When to choose OTel Collector?

Multi-vendor environment — data goes to different backends (Datadog, Jaeger, Elastic, Grafana)
You want to stay with the CNCF standard without vendor lock-in
You need custom builds with selected components (ocb)

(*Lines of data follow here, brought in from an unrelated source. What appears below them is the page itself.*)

//! A2A protocol routes.

use axum::{
    Json, Router,
    body::Body,
    extract::State,
    http::{StatusCode, header},
    response::{IntoResponse, Response},
    routing::{get, post},
};
use futures_util::StreamExt;
use serde_json::Value;
use std::convert::Infallible;
use std::sync::Arc;
use tokio_stream::wrappers::ReceiverStream;
use wayfare_a2a::{DispatchOutcome, Dispatcher, encoder};
use wayfare_observability::spans;

use crate::card::{self, AgentCard};

/// State shared across all routes.
#[derive(Clone)]
pub struct ServerState {
    pub dispatcher: Arc<Dispatcher>,
    pub base_url: String,
}

pub fn create_routes(state: ServerState) -> Router {
    Router::new()
        .route("/v1", post(rpc_endpoint))
        .route("/.well-known/agent-card.json", get(agent_card))
        .route("/healthz", get(healthz))
        .with_state(state)
}

/// The single JSON-RPC endpoint. `message/send` answers with a JSON body;
/// `message/sendSubscribe` answers with an SSE stream whose last frame
/// carries `final: true`.
async fn rpc_endpoint(State(state): State<ServerState>, Json(body): Json<Value>) -> Response {
    match state.dispatcher.dispatch(body).await {
        DispatchOutcome::Response(value) => Json(value).into_response(),
        DispatchOutcome::Stream { events } => {
            let frames = ReceiverStream::new(events).map(|event| {
                let frame = encoder::encode_frame(&event).unwrap_or_else(|err| {
                    tracing::error!(error = %err, "failed to encode status update");
                    String::new()
                });
                Ok::<_, Infallible>(frame)
            });
            match Response::builder()
                .status(StatusCode::OK)
                .header(header::CONTENT_TYPE, encoder::SSE_CONTENT_TYPE)
                .header(header::CACHE_CONTROL, "no-cache")
                .body(Body::from_stream(frames))
            {
                Ok(response) => response,
                Err(err) => {
                    tracing::error!(error = %err, "failed to build stream response");
                    StatusCode::INTERNAL_SERVER_ERROR.into_response()
                }
            }
        }
    }
}

async fn agent_card(State(state): State<ServerState>) -> Json<AgentCard> {
    let span = spans::agent_card(&state.base_url);
    let _guard = span.enter();
    Json(card::travel_agent_card(&state.base_url))
}

async fn healthz() -> &'static str {
    "ok"
}
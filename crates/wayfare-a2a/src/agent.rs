//! The agent collaborator seam.
//!
//! The adapter never talks to a model directly; it is handed a
//! [`TravelAgent`] at construction time and drives it through this trait.

use async_trait::async_trait;
use tokio::sync::mpsc;
use wayfare_core::Result;
use wayfare_core::ids::ContextId;

/// Capacity of the chunk channel between the collaborator task and the
/// adapter. Bounded so a slow transport back-pressures the producer.
pub const CHUNK_CHANNEL_CAPACITY: usize = 32;

/// One unit of incremental agent output, classified at the source.
#[derive(Debug, Clone, PartialEq, Eq)]
pub enum AgentChunk {
    /// The agent invoked a tool or received a tool result.
    ToolSignal,
    /// An incremental fragment of the answer text, in arrival order.
    Text(String),
}

/// A conversational task-execution agent.
///
/// Implementations own their conversation-thread state, keyed by the
/// context id, and their own timeout policy. At most one in-flight use
/// per context id is assumed.
#[async_trait]
pub trait TravelAgent: Send + Sync {
    /// Answer one prompt synchronously, returning the final answer text.
    async fn send_message(&self, user_text: &str, context_id: &ContextId) -> Result<String>;

    /// Open a streaming invocation. The agent pushes [`AgentChunk`]s into
    /// the returned channel from its own task; closing the channel marks
    /// stream exhaustion. Dropping the receiver cancels the invocation.
    async fn stream_message(
        &self,
        user_text: &str,
        context_id: &ContextId,
    ) -> Result<mpsc::Receiver<AgentChunk>>;
}

/// An agent that replays a fixed chunk script. Used by the tests and the
/// server example; real deployments inject their own implementation.
pub struct ScriptedAgent {
    answer: String,
    script: Vec<AgentChunk>,
}

impl ScriptedAgent {
    pub fn new(answer: impl Into<String>, script: Vec<AgentChunk>) -> Self {
        Self {
            answer: answer.into(),
            script,
        }
    }
}

#[async_trait]
impl TravelAgent for ScriptedAgent {
    async fn send_message(&self, _user_text: &str, _context_id: &ContextId) -> Result<String> {
        Ok(self.answer.clone())
    }

    async fn stream_message(
        &self,
        _user_text: &str,
        _context_id: &ContextId,
    ) -> Result<mpsc::Receiver<AgentChunk>> {
        let (tx, rx) = mpsc::channel(CHUNK_CHANNEL_CAPACITY);
        let script = self.script.clone();
        tokio::spawn(async move {
            for chunk in script {
                // Receiver gone means the client disconnected; stop producing.
                if tx.send(chunk).await.is_err() {
                    break;
                }
            }
        });
        Ok(rx)
    }
}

When to choose Grafana Alloy?

Stack based on Grafana (Loki, Tempo, Mimir, Pyroscope)
You need profiling (native Pyroscope integration)
You want clustering and automatic target sharding without external tools
You prefer declarative configuration (River) over YAML pipelines

Example — the same pipeline in both tools

OpenTelemetry Collector (YAML):

receivers:
  otlp:
    protocols:
      grpc:
        endpoint: "0.0.0.0:4317"

processors:
  batch:
    timeout: 5s

exporters:
  otlp:
    endpoint: "tempo:4317"
    tls:
      insecure: true

service:
  pipelines:
    traces:
      receivers: [otlp]
      processors: [batch]
      exporters: [otlp]

Grafana Alloy (River):

otelcol.receiver.otlp "default" {
  grpc {
    endpoint = "0.0.0.0:4317"
  }
  output {
    traces = [otelcol.processor.batch.default.input]
  }
}

otelcol.processor.batch "default" {
  timeout = "5s"
  output {
    traces = [otelcol.exporter.otlp.tempo.input]
  }
}

otelcol.exporter.otlp "tempo" {
  client {
    endpoint = "tempo:4317"
    tls {
      insecure = true
    }
  }
}

4️⃣ Instrumentation Methods

🎯 Instrumentation Goal

Collecting telemetry data from applications in an automatic or manual way, to have a complete picture of system behavior.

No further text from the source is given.